There was another reason why St. Thomas became the tutelary Saint of London. The Mediæval enthusiasm over their Saints was liable to wane and fade away, and even to vanish. The old Saxon Saints—where were they? The shrine of St. Erkenwald still blazed with golden vessels and tapers of wax, but miracles were rare: there were still churches dedicated to St. Ethelburga, St. Osyth, St. Swithin, not to speak of the Danes, St. Olaf and St. Magnus, but no one looked any longer for miracles. As the faded images in a fifteenth-century rood screen now appear to the modern ecclesiologist, so the figures of their Saxon saints in the thirteenth century had become mere _umbræ_, shadows of the past. The shrine of Edward the Confessor was still splendid, but the King’s miracles were no longer, so to speak, quoted by the pilgrims and the miracle-mongers. The city wanted a new Saint. Heaven gave them one—all their own—in Thomas of Chepe.

Therefore, on the day when the Lord Mayor was sworn at the Exchequer, he repaired to the chapel of St. Thomas Acon with the Aldermen; after prayer and praise at his altar, they formed a procession and thence marched to St. Paul’s, where they went to the Pardon Churchyard in the precinct of St. Paul’s, where were buried Gilbert Becket and his wife; and thence they marched back to St. Thomas Acon, where every one offered a penny.
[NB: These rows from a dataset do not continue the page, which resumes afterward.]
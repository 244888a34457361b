//! Closed-trade ledger
//!
//! Append-only CSV, one row per closed trade. The file is created with a
//! header on first write and can be read back for reporting.

use anyhow::{Context, Result};
use chrono::NaiveDateTime;
use serde::{Deserialize, Serialize};
use std::fs::{self, OpenOptions};
use std::path::{Path, PathBuf};

use crate::{Money, RegimeType, Tier};

pub const LEDGER_COLUMNS: [&str; 13] = [
    "timestamp",
    "symbol",
    "strategy",
    "tier",
    "regime",
    "side",
    "size",
    "entry_price",
    "exit_price",
    "gross_pnl_pct",
    "net_pnl_pct",
    "fees_slippage",
    "reason",
];

#[derive(Debug, Clone, Serialize, Deserialize)]
#[serde(default)]
pub struct LedgerConfig {
    pub enabled: bool,
    pub dir: PathBuf,
}

impl Default for LedgerConfig {
    fn default() -> Self {
        Self {
            enabled: true,
            dir: PathBuf::from("reports"),
        }
    }
}

/// `{dir}/trades_{run_id}.csv`, or `{dir}/trades_{date}.csv` without a run id
pub fn ledger_path(dir: impl AsRef<Path>, run_id: Option<&str>, date: &str) -> PathBuf {
    let name = match run_id {
        Some(id) => format!("trades_{}.csv", id),
        None => format!("trades_{}.csv", date),
    };
    dir.as_ref().join(name)
}

mod local_time {
    use chrono::NaiveDateTime;
    use serde::{Deserialize, Deserializer, Serializer};

    const FORMAT: &str = "%Y-%m-%d %H:%M:%S";

    pub fn serialize<S>(value: &NaiveDateTime, serializer: S) -> Result<S::Ok, S::Error>
    where
        S: Serializer,
    {
        serializer.serialize_str(&value.format(FORMAT).to_string())
    }

    pub fn deserialize<'de, D>(deserializer: D) -> Result<NaiveDateTime, D::Error>
    where
        D: Deserializer<'de>,
    {
        let s = String::deserialize(deserializer)?;
        NaiveDateTime::parse_from_str(&s, FORMAT).map_err(serde::de::Error::custom)
    }
}

/// One closed trade. Percentages are fractions, timestamps local wall time.
#[derive(Debug, Clone, PartialEq, Serialize, Deserialize)]
pub struct TradeRecord {
    #[serde(with = "local_time")]
    pub timestamp: NaiveDateTime,
    pub symbol: String,
    pub strategy: String,
    pub tier: Tier,
    pub regime: RegimeType,
    pub side: String,
    /// Entry notional
    pub size: Money,
    pub entry_price: f64,
    pub exit_price: f64,
    pub gross_pnl_pct: f64,
    pub net_pnl_pct: f64,
    /// Quote-currency difference between the mid-price exit and net proceeds
    pub fees_slippage: Money,
    pub reason: String,
}

impl TradeRecord {
    pub fn net_pnl_value(&self) -> f64 {
        self.size.to_f64() * self.net_pnl_pct
    }

    pub fn gross_pnl_value(&self) -> f64 {
        self.size.to_f64() * self.gross_pnl_pct
    }
}

#[derive(Debug, Clone)]
pub struct TradeLedger {
    path: PathBuf,
}

impl TradeLedger {
    pub fn new(path: impl Into<PathBuf>) -> Self {
        Self { path: path.into() }
    }

    pub fn path(&self) -> &Path {
        &self.path
    }

    /// Append one row, writing the header first if the file is new or empty
    pub fn append(&self, record: &TradeRecord) -> Result<()> {
        if let Some(parent) = self.path.parent().filter(|p| !p.as_os_str().is_empty()) {
            fs::create_dir_all(parent)
                .with_context(|| format!("Failed to create {}", parent.display()))?;
        }

        let needs_header = fs::metadata(&self.path)
            .map(|m| m.len() == 0)
            .unwrap_or(true);

        let file = OpenOptions::new()
            .create(true)
            .append(true)
            .open(&self.path)
            .with_context(|| format!("Failed to open ledger {}", self.path.display()))?;

        let mut writer = csv::WriterBuilder::new()
            .has_headers(needs_header)
            .from_writer(file);
        writer
            .serialize(record)
            .context("Failed to write ledger row")?;
        writer.flush().context("Failed to flush ledger")?;
        Ok(())
    }
}

/// Load every row of a ledger file
pub fn read_ledger(path: impl AsRef<Path>) -> Result<Vec<TradeRecord>> {
    let path = path.as_ref();
    let mut reader = csv::Reader::from_path(path)
        .with_context(|| format!("Failed to open ledger {}", path.display()))?;

    let mut records = Vec::new();
    for (row_idx, result) in reader.deserialize().enumerate() {
        let record: TradeRecord =
            result.with_context(|| format!("Failed to read row {}", row_idx + 1))?;
        records.push(record);
    }
    Ok(records)
}

#[cfg(test)]
mod tests {
    use super::*;
    use chrono::NaiveDate;
    use rust_decimal_macros::dec;

    fn record(symbol: &str, net: f64) -> TradeRecord {
        TradeRecord {
            timestamp: NaiveDate::from_ymd_opt(2024, 5, 2)
                .unwrap()
                .and_hms_opt(10, 15, 0)
                .unwrap(),
            symbol: symbol.to_string(),
            strategy: "VOLTX_DIP".to_string(),
            tier: Tier::L1,
            regime: RegimeType::Flat,
            side: "long".to_string(),
            size: Money::new(dec!(300000)),
            entry_price: 100.0,
            exit_price: 105.0,
            gross_pnl_pct: 0.05,
            net_pnl_pct: net,
            fees_slippage: Money::new(dec!(472.5)),
            reason: "TP: +5.0%, target hit".to_string(),
        }
    }

    fn temp_path(name: &str) -> PathBuf {
        std::env::temp_dir()
            .join(format!("voltx_ledger_{}_{}", name, uuid::Uuid::new_v4()))
            .join("trades.csv")
    }

    #[test]
    fn test_ledger_path() {
        assert_eq!(
            ledger_path("reports", Some("r1"), "2024-05-02"),
            PathBuf::from("reports/trades_r1.csv")
        );
        assert_eq!(
            ledger_path("reports", None, "2024-05-02"),
            PathBuf::from("reports/trades_2024-05-02.csv")
        );
    }

    #[test]
    fn test_append_writes_single_header() {
        let path = temp_path("header");
        let ledger = TradeLedger::new(&path);
        ledger.append(&record("KRW-ETH", 0.0485)).unwrap();
        ledger.append(&record("KRW-SOL", -0.0165)).unwrap();

        let text = fs::read_to_string(&path).unwrap();
        let lines: Vec<&str> = text.lines().collect();
        assert_eq!(lines.len(), 3);
        assert_eq!(lines[0], LEDGER_COLUMNS.join(","));
        assert!(lines[1].starts_with("2024-05-02 10:15:00,KRW-ETH,VOLTX_DIP,L1,FLAT,long,300000,"));
        // Comma in the reason is quoted
        assert!(lines[1].ends_with("\"TP: +5.0%, target hit\""));

        let records = read_ledger(&path).unwrap();
        assert_eq!(records.len(), 2);
        assert_eq!(records[1].symbol, "KRW-SOL");
        assert_eq!(records[1].fees_slippage, Money::new(dec!(472.5)));
        assert!((records[0].net_pnl_value() - 14_550.0).abs() < 1e-6);

        let _ = fs::remove_dir_all(path.parent().unwrap());
    }
}
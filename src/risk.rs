//! Risk management
//!
//! Daily circuit breaker and position sizing. The manager is either ACTIVE or
//! HALTED; a halt lasts until the calendar date rolls over in the trading
//! timezone. Every public call first applies that daily reset.
//!
//! Position sizing formula:
//! ```text
//! size = balance * base_pct(tier) * regime_factor * loss_factor
//! size = min(size, balance * max_position_pct), 0 below the exchange minimum
//! ```

use chrono::NaiveDate;
use chrono_tz::Tz;
use serde::{Deserialize, Serialize};
use tracing::{info, warn};

use crate::clock::SharedClock;
use crate::{RegimeType, StrategyKind, Tier};

#[derive(Debug, Clone, Serialize, Deserialize)]
#[serde(default)]
pub struct RiskConfig {
    /// Halt once the day's summed trade returns reach this (negative) level
    pub daily_loss_limit: f64,
    pub max_consecutive_losses: usize,
    pub base_pct_l1: f64,
    pub base_pct_l2: f64,
    /// Size multiplier after two straight losses
    pub two_loss_factor: f64,
    /// Size multiplier after three or more straight losses
    pub three_loss_factor: f64,
    pub max_position_pct: f64,
    /// Smallest order notional the exchange accepts
    pub min_order_value: f64,
}

impl Default for RiskConfig {
    fn default() -> Self {
        Self {
            daily_loss_limit: -0.05,
            max_consecutive_losses: 4,
            base_pct_l1: 0.03,
            base_pct_l2: 0.015,
            two_loss_factor: 0.8,
            three_loss_factor: 0.5,
            max_position_pct: 0.05,
            min_order_value: 6000.0,
        }
    }
}

impl RiskConfig {
    pub fn base_pct(&self, tier: Tier) -> f64 {
        match tier {
            Tier::L1 => self.base_pct_l1,
            Tier::L2 => self.base_pct_l2,
        }
    }

    pub fn loss_factor(&self, consecutive_losses: usize) -> f64 {
        match consecutive_losses {
            0 | 1 => 1.0,
            2 => self.two_loss_factor,
            _ => self.three_loss_factor,
        }
    }
}

/// Daily circuit breaker and sizer
#[derive(Debug)]
pub struct RiskManager {
    pub config: RiskConfig,
    pub daily_pnl_pct: f64,
    pub consecutive_losses: usize,
    pub is_trading_halted: bool,
    pub last_reset_date: NaiveDate,
    clock: SharedClock,
    timezone: Tz,
}

impl RiskManager {
    pub fn new(config: RiskConfig, clock: SharedClock, timezone: Tz) -> Self {
        let today = clock.now().with_timezone(&timezone).date_naive();
        Self {
            config,
            daily_pnl_pct: 0.0,
            consecutive_losses: 0,
            is_trading_halted: false,
            last_reset_date: today,
            clock,
            timezone,
        }
    }

    fn today(&self) -> NaiveDate {
        self.clock.now().with_timezone(&self.timezone).date_naive()
    }

    fn check_daily_reset(&mut self) {
        let today = self.today();
        if today != self.last_reset_date {
            info!(
                "New trading day {}: resetting risk counters (pnl {:.2}%, losses {})",
                today,
                self.daily_pnl_pct * 100.0,
                self.consecutive_losses
            );
            self.daily_pnl_pct = 0.0;
            self.consecutive_losses = 0;
            self.is_trading_halted = false;
            self.last_reset_date = today;
        }
    }

    pub fn is_halted(&mut self) -> bool {
        self.check_daily_reset();
        self.is_trading_halted
    }

    /// Record one closed trade's return (fraction, e.g. `-0.015`)
    pub fn update_pnl(&mut self, trade_pct: f64) {
        self.check_daily_reset();

        if trade_pct < 0.0 {
            self.consecutive_losses += 1;
        } else {
            self.consecutive_losses = 0;
        }
        self.daily_pnl_pct += trade_pct;

        if self.is_trading_halted {
            return;
        }
        if self.daily_pnl_pct <= self.config.daily_loss_limit {
            self.is_trading_halted = true;
            warn!(
                "Trading halted: daily PnL {:.2}% <= {:.2}%",
                self.daily_pnl_pct * 100.0,
                self.config.daily_loss_limit * 100.0
            );
        } else if self.consecutive_losses >= self.config.max_consecutive_losses {
            self.is_trading_halted = true;
            warn!(
                "Trading halted: {} consecutive losses",
                self.consecutive_losses
            );
        }
    }

    /// Notional to commit to a new entry, 0 when no entry should be made.
    /// `regime_factor` is the current regime snapshot's factor.
    pub fn calculate_position_size(&mut self, balance: f64, regime_factor: f64, tier: Tier) -> f64 {
        self.check_daily_reset();
        if self.is_trading_halted || !(balance > 0.0) {
            return 0.0;
        }

        let cfg = &self.config;
        let size = balance
            * cfg.base_pct(tier)
            * regime_factor
            * cfg.loss_factor(self.consecutive_losses);
        let size = size.min(balance * cfg.max_position_pct);

        if size < cfg.min_order_value {
            return 0.0;
        }
        size
    }

    /// Gatekeeper for new entries. Only the halt state vetoes for now.
    pub fn check_entry_allowed(&mut self, regime: RegimeType, strategy: StrategyKind) -> bool {
        if self.is_halted() {
            info!(
                "Entry rejected for {} in {}: trading halted",
                strategy.label(),
                regime
            );
            return false;
        }
        true
    }
}
//! Entry strategies
//!
//! Each strategy is a stateless evaluator: given the current market view of
//! one symbol it either returns a BUY [`Signal`] or nothing. Every strategy
//! exposes a pure `evaluate` over already-fetched candles and a
//! `check_signal` that fetches what it needs first.

pub mod dip_buy;
pub mod fibonacci_morning;
pub mod volatility_breakout;

pub use dip_buy::{DipBuyConfig, DipBuyStrategy};
pub use fibonacci_morning::{FibonacciMorningConfig, FibonacciMorningStrategy};
pub use volatility_breakout::{VolatilityBreakoutConfig, VolatilityBreakoutStrategy};

use chrono::{DateTime, Utc};
use chrono_tz::Tz;
use serde::{Deserialize, Serialize};

use crate::exchange::{Exchange, Timeframe};
use crate::scanner::ScanStatus;
use crate::{Candle, RegimeType, Signal, StrategyKind, Symbol};

/// Market view handed to every strategy for one symbol on one tick
#[derive(Debug, Clone, Copy)]
pub struct SignalInput<'a> {
    pub symbol: &'a Symbol,
    pub short_tf: Timeframe,
    pub mid_tf: Timeframe,
    pub regime: RegimeType,
    pub scan_status: ScanStatus,
    pub now: DateTime<Utc>,
    /// Short-timeframe candles already fetched this tick, if any
    pub short_candles: Option<&'a [Candle]>,
}

impl<'a> SignalInput<'a> {
    pub fn new(
        symbol: &'a Symbol,
        regime: RegimeType,
        scan_status: ScanStatus,
        now: DateTime<Utc>,
    ) -> Self {
        Self {
            symbol,
            short_tf: Timeframe::Minute3,
            mid_tf: Timeframe::Minute15,
            regime,
            scan_status,
            now,
            short_candles: None,
        }
    }

    pub fn with_short_candles(mut self, candles: &'a [Candle]) -> Self {
        self.short_candles = Some(candles);
        self
    }

    /// Cached short candles, or a fresh fetch covering `lookback_minutes`
    pub(crate) async fn short_series<E: Exchange + ?Sized>(
        &self,
        exchange: &E,
        lookback_minutes: i64,
    ) -> Vec<Candle> {
        match self.short_candles {
            Some(candles) => candles.to_vec(),
            None => {
                let start = self.now - chrono::Duration::minutes(lookback_minutes);
                exchange
                    .fetch_candles(self.symbol, self.short_tf, start, self.now)
                    .await
            }
        }
    }
}

#[derive(Debug, Clone, Default, Serialize, Deserialize)]
#[serde(default)]
pub struct StrategiesConfig {
    pub dip: DipBuyConfig,
    pub breakout: VolatilityBreakoutConfig,
    pub fibonacci: FibonacciMorningConfig,
}

#[derive(Debug, Clone)]
pub enum Strategy {
    Dip(DipBuyStrategy),
    Breakout(VolatilityBreakoutStrategy),
    Fibonacci(FibonacciMorningStrategy),
}

impl Strategy {
    pub fn kind(&self) -> StrategyKind {
        match self {
            Strategy::Dip(_) => StrategyKind::Dip,
            Strategy::Breakout(_) => StrategyKind::Breakout,
            Strategy::Fibonacci(_) => StrategyKind::Fibonacci,
        }
    }

    pub fn name(&self) -> &'static str {
        self.kind().name()
    }

    /// BUY signal for `input.symbol`, or `None`. Never mutates anything.
    pub async fn check_signal<E: Exchange + ?Sized>(
        &self,
        input: &SignalInput<'_>,
        exchange: &E,
    ) -> Option<Signal> {
        match self {
            Strategy::Dip(s) => s.check_signal(input, exchange).await,
            Strategy::Breakout(s) => s.check_signal(input, exchange).await,
            Strategy::Fibonacci(s) => s.check_signal(input, exchange).await,
        }
    }
}

/// Enabled strategies in evaluation order
pub fn create_strategies(config: &StrategiesConfig, timezone: Tz) -> Vec<Strategy> {
    let mut strategies = Vec::new();
    if config.dip.enabled {
        strategies.push(Strategy::Dip(DipBuyStrategy::new(config.dip.clone())));
    }
    if config.breakout.enabled {
        strategies.push(Strategy::Breakout(VolatilityBreakoutStrategy::new(
            config.breakout.clone(),
        )));
    }
    if config.fibonacci.enabled {
        strategies.push(Strategy::Fibonacci(FibonacciMorningStrategy::new(
            config.fibonacci.clone(),
            timezone,
        )));
    }
    strategies
}
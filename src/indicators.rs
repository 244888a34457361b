//! Technical indicators
//!
//! Moving averages stream through the `ta` crate. RSI, ATR and ADX use
//! rolling simple means of their components, and Bollinger bands use the
//! sample (n-1) standard deviation via `statrs`, so values line up with the
//! usual dataframe formulas the thresholds were tuned against.
//!
//! Every series function returns one entry per input value, `None` until
//! the lookback is filled.

use statrs::statistics::Statistics;
use ta::indicators::{ExponentialMovingAverage, SimpleMovingAverage};
use ta::Next;

/// Type alias for band indicators (upper, middle, lower)
pub type BandOutput = (Vec<Option<f64>>, Vec<Option<f64>>, Vec<Option<f64>>);

/// Type alias for MACD output (line, signal, histogram)
pub type MacdOutput = (Vec<Option<f64>>, Vec<Option<f64>>, Vec<Option<f64>>);

// =============================================================================
// Helpers
// =============================================================================

/// Last defined value of an indicator series
pub fn last(series: &[Option<f64>]) -> Option<f64> {
    series.last().copied().flatten().filter(|v| v.is_finite())
}

/// Sample standard deviation, `None` for fewer than two values
pub fn std_dev(values: &[f64]) -> Option<f64> {
    if values.len() < 2 {
        return None;
    }
    let sd = values.iter().copied().std_dev();
    sd.is_finite().then_some(sd)
}

pub fn mean(values: &[f64]) -> Option<f64> {
    if values.is_empty() {
        return None;
    }
    Some(values.iter().copied().mean())
}

/// Close-to-close fractional changes; one shorter than the input
pub fn pct_change(values: &[f64]) -> Vec<f64> {
    values
        .windows(2)
        .map(|w| if w[0] != 0.0 { (w[1] - w[0]) / w[0] } else { 0.0 })
        .collect()
}

/// Rolling sample standard deviation
pub fn rolling_std(values: &[f64], period: usize) -> Vec<Option<f64>> {
    if period < 2 {
        return vec![None; values.len()];
    }
    (0..values.len())
        .map(|i| {
            if i + 1 < period {
                None
            } else {
                std_dev(&values[i + 1 - period..=i])
            }
        })
        .collect()
}

/// Rolling std of percent changes, aligned to the input (first entry is always `None`)
pub fn rolling_volatility(close: &[f64], period: usize) -> Vec<Option<f64>> {
    if close.is_empty() {
        return vec![];
    }
    let mut out = vec![None];
    out.extend(rolling_std(&pct_change(close), period));
    out
}

// =============================================================================
// Moving Averages
// =============================================================================

/// Simple Moving Average
pub fn sma(values: &[f64], period: usize) -> Vec<Option<f64>> {
    if values.is_empty() || period == 0 {
        return vec![];
    }

    let mut indicator = match SimpleMovingAverage::new(period) {
        Ok(i) => i,
        Err(_) => return vec![None; values.len()],
    };

    values
        .iter()
        .enumerate()
        .map(|(i, &value)| {
            let v = indicator.next(value);
            (i + 1 >= period).then_some(v)
        })
        .collect()
}

/// Exponential Moving Average, seeded with the first value (no bias adjustment)
pub fn ema(values: &[f64], period: usize) -> Vec<Option<f64>> {
    if values.is_empty() || period == 0 {
        return vec![];
    }

    let mut indicator = match ExponentialMovingAverage::new(period) {
        Ok(i) => i,
        Err(_) => return vec![None; values.len()],
    };

    values
        .iter()
        .enumerate()
        .map(|(i, &value)| {
            let v = indicator.next(value);
            (i + 1 >= period).then_some(v)
        })
        .collect()
}

// =============================================================================
// Volatility
// =============================================================================

/// Bollinger Bands over an SMA with `num_std` sample standard deviations
pub fn bollinger_bands(values: &[f64], period: usize, num_std: f64) -> BandOutput {
    let middle = sma(values, period);
    let std = rolling_std(values, period);

    let mut upper = Vec::with_capacity(values.len());
    let mut lower = Vec::with_capacity(values.len());
    for (m, s) in middle.iter().zip(std.iter()) {
        match (m, s) {
            (Some(m), Some(s)) => {
                upper.push(Some(m + s * num_std));
                lower.push(Some(m - s * num_std));
            }
            _ => {
                upper.push(None);
                lower.push(None);
            }
        }
    }

    (upper, middle, lower)
}

/// True range; the first bar uses high - low
pub fn true_range(high: &[f64], low: &[f64], close: &[f64]) -> Vec<f64> {
    let n = high.len().min(low.len()).min(close.len());
    (0..n)
        .map(|i| {
            let hl = high[i] - low[i];
            if i == 0 {
                hl
            } else {
                let hc = (high[i] - close[i - 1]).abs();
                let lc = (low[i] - close[i - 1]).abs();
                hl.max(hc).max(lc)
            }
        })
        .collect()
}

fn rolling_mean(values: &[f64], period: usize) -> Vec<Option<f64>> {
    if period == 0 {
        return vec![None; values.len()];
    }
    // Summed per window so a NaN only poisons the windows that contain it
    (0..values.len())
        .map(|i| {
            (i + 1 >= period)
                .then(|| values[i + 1 - period..=i].iter().sum::<f64>() / period as f64)
        })
        .collect()
}

/// Average True Range (simple mean of true range)
pub fn atr(high: &[f64], low: &[f64], close: &[f64], period: usize) -> Vec<Option<f64>> {
    rolling_mean(&true_range(high, low, close), period)
}

/// Average Directional Index. Returns (adx, atr).
pub fn adx(
    high: &[f64],
    low: &[f64],
    close: &[f64],
    period: usize,
) -> (Vec<Option<f64>>, Vec<Option<f64>>) {
    let n = high.len().min(low.len()).min(close.len());
    let atr_vals = atr(high, low, close, period);

    let mut plus_dm = vec![0.0; n];
    let mut minus_dm = vec![0.0; n];
    for i in 1..n {
        let up = high[i] - high[i - 1];
        let down = low[i - 1] - low[i];
        if up > down && up > 0.0 {
            plus_dm[i] = up;
        }
        if down > up && down > 0.0 {
            minus_dm[i] = down;
        }
    }
    let plus_avg = rolling_mean(&plus_dm, period);
    let minus_avg = rolling_mean(&minus_dm, period);

    // NaN until all three components are defined
    let dx: Vec<f64> = (0..n)
        .map(|i| match (plus_avg[i], minus_avg[i], atr_vals[i]) {
            (Some(p), Some(m), Some(a)) if a > 0.0 => {
                let plus_di = 100.0 * p / a;
                let minus_di = 100.0 * m / a;
                let sum = plus_di + minus_di;
                if sum > 0.0 {
                    100.0 * (plus_di - minus_di).abs() / sum
                } else {
                    0.0
                }
            }
            _ => f64::NAN,
        })
        .collect();

    let adx_vals = rolling_mean(&dx, period)
        .into_iter()
        .map(|v| v.filter(|x| x.is_finite()))
        .collect();

    (adx_vals, atr_vals)
}

// =============================================================================
// Momentum
// =============================================================================

/// Relative Strength Index from rolling simple means of gains and losses.
///
/// A window with no losses reads 100, one with no movement at all reads 50.
pub fn rsi(values: &[f64], period: usize) -> Vec<Option<f64>> {
    if values.is_empty() || period == 0 {
        return vec![];
    }

    let mut gains = vec![0.0; values.len()];
    let mut losses = vec![0.0; values.len()];
    for i in 1..values.len() {
        let delta = values[i] - values[i - 1];
        if delta > 0.0 {
            gains[i] = delta;
        } else {
            losses[i] = -delta;
        }
    }

    (0..values.len())
        .map(|i| {
            if i < period {
                return None;
            }
            let window = i + 1 - period..=i;
            let avg_gain = gains[window.clone()].iter().sum::<f64>() / period as f64;
            let avg_loss = losses[window].iter().sum::<f64>() / period as f64;
            Some(if avg_loss == 0.0 {
                if avg_gain == 0.0 {
                    50.0
                } else {
                    100.0
                }
            } else {
                100.0 - 100.0 / (1.0 + avg_gain / avg_loss)
            })
        })
        .collect()
}

/// MACD line, signal line and histogram
pub fn macd(values: &[f64], fast: usize, slow: usize, signal: usize) -> MacdOutput {
    let fast_ema = ema(values, fast);
    let slow_ema = ema(values, slow);

    let line: Vec<Option<f64>> = fast_ema
        .iter()
        .zip(slow_ema.iter())
        .map(|(f, s)| match (f, s) {
            (Some(f), Some(s)) => Some(f - s),
            _ => None,
        })
        .collect();

    let start = line.iter().position(|v| v.is_some()).unwrap_or(line.len());
    let defined: Vec<f64> = line[start..].iter().flatten().copied().collect();
    let mut signal_line = vec![None; start];
    signal_line.extend(ema(&defined, signal));
    signal_line.resize(line.len(), None);

    let histogram = line
        .iter()
        .zip(signal_line.iter())
        .map(|(l, s)| match (l, s) {
            (Some(l), Some(s)) => Some(l - s),
            _ => None,
        })
        .collect();

    (line, signal_line, histogram)
}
Let us consider how such a Foundation as this, not one of the richest, yet always a prosperous House, was enriched and maintained. In the first place, the original endowment was ample, if not plentiful, for the expenses of a modest number of Brethren. But the bequests of grateful or penitent or pious citizens speedily began to pour in. During the three hundred and fifty years of its existence, there never quite ceased, though the violence diminished, a continual stream of gifts. Thus, during the period from 1262 to 1535 (Sharpe’s _Wills_), about forty perpetual chantries were founded. These bequests show the affection of the citizens for their Saint. But there were greater and more important gifts. Henry the Third, Edward the First, Geoffrey FitzPeter, the Earl of Essex, Edward the Third, Henry the Sixth, were all benefactors to this Hospital. The Mayor and Commonalty were visitors of the House; the Mercers’ Company, on a vacancy in the Mastership, had the right to nominate two or three of the Convent, from whom the brethren were to choose their master.

Between the Hospital and the street, Sir John Allen, Mercer and Mayor in 1525, built a very beautiful Chapel, and on his death in 1544 was buried in it. Over the Chapel was a Hall—Newcourt says the Mercers’ Hall. The Chapel was clearly along the line of the street—if the north side of Chepe was yet in alignment—because, some years after the Dissolution, the body and tomb of Sir John Allen were removed to the Church itself, and the Chapel was divided into shops, and so let out for rent; after the Fire, which consumed the whole, the shops were rebuilt on the same site.

Among the names of those who were buried in this church, we find those of the Butlers—Earls of Ormond; Cavendish, of the fourteenth century; Frowyk; Leigh; and many others. The church is said to have been a “large and noble structure, consisting of a choir and the body of a church with side aisles.” (Newcourt.)

The House was surrendered in 1539, the last master being one Lawrence Gospeller, who received a pension of £66: 13: 4. The annual income was estimated at £277: 3: 4. Through the offices of Sir Richard Gresham, the Mercers purchased the site and opened the church again in 1541 as the Mercers’ Chapel. Here was kept a Free Grammar School, removed after the Fire to the site of St. Mary Colechurch.